Saved data entries:

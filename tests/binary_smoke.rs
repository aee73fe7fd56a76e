use assert_cmd::Command;
use std::fs;
use tempfile::TempDir;

#[test]
fn help_mentions_the_method_flag() {
    let output = Command::cargo_bin("ai_rename")
        .unwrap()
        .arg("--help")
        .output()
        .unwrap();
    assert!(output.status.success());
    let stdout = String::from_utf8_lossy(&output.stdout);
    assert!(stdout.contains("--method"));
    assert!(stdout.contains("--rename"));
}

#[test]
fn print_config_shows_explicit_env_path() {
    let td = TempDir::new().unwrap();
    let cfg = td.path().join("config.xml");
    fs::write(&cfg, "<config></config>").unwrap();

    let output = Command::cargo_bin("ai_rename")
        .unwrap()
        .env("AI_RENAME_CONFIG", &cfg)
        .arg("--print-config")
        .output()
        .unwrap();
    assert!(output.status.success());
    let stdout = String::from_utf8_lossy(&output.stdout);
    assert!(stdout.contains(&cfg.display().to_string()));
}

#[test]
fn no_files_is_an_error() {
    let td = TempDir::new().unwrap();
    let cfg = td.path().join("config.xml");
    let log = td.path().join("test.log");
    fs::write(
        &cfg,
        format!(
            "<config>\n  <log_level>quiet</log_level>\n  <log_file>{}</log_file>\n</config>\n",
            log.display()
        ),
    )
    .unwrap();

    let output = Command::cargo_bin("ai_rename")
        .unwrap()
        .env("AI_RENAME_CONFIG", &cfg)
        .output()
        .unwrap();
    assert!(!output.status.success());
    let stderr = String::from_utf8_lossy(&output.stderr);
    assert!(stderr.contains("No files given"));
}

#[test]
fn explicit_missing_config_path_is_an_error() {
    let td = TempDir::new().unwrap();
    let output = Command::cargo_bin("ai_rename")
        .unwrap()
        .env("AI_RENAME_CONFIG", td.path().join("nope.xml"))
        .arg("some-file.txt")
        .output()
        .unwrap();
    assert!(!output.status.success());
    let stderr = String::from_utf8_lossy(&output.stderr);
    assert!(stderr.contains("no file exists"));
}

## Task prompt
Please find every line in the records that contains the word "display", and copy it out.

## Your solution
    assert!(stdout.contains(&cfg.display().to_string()));
            log.display()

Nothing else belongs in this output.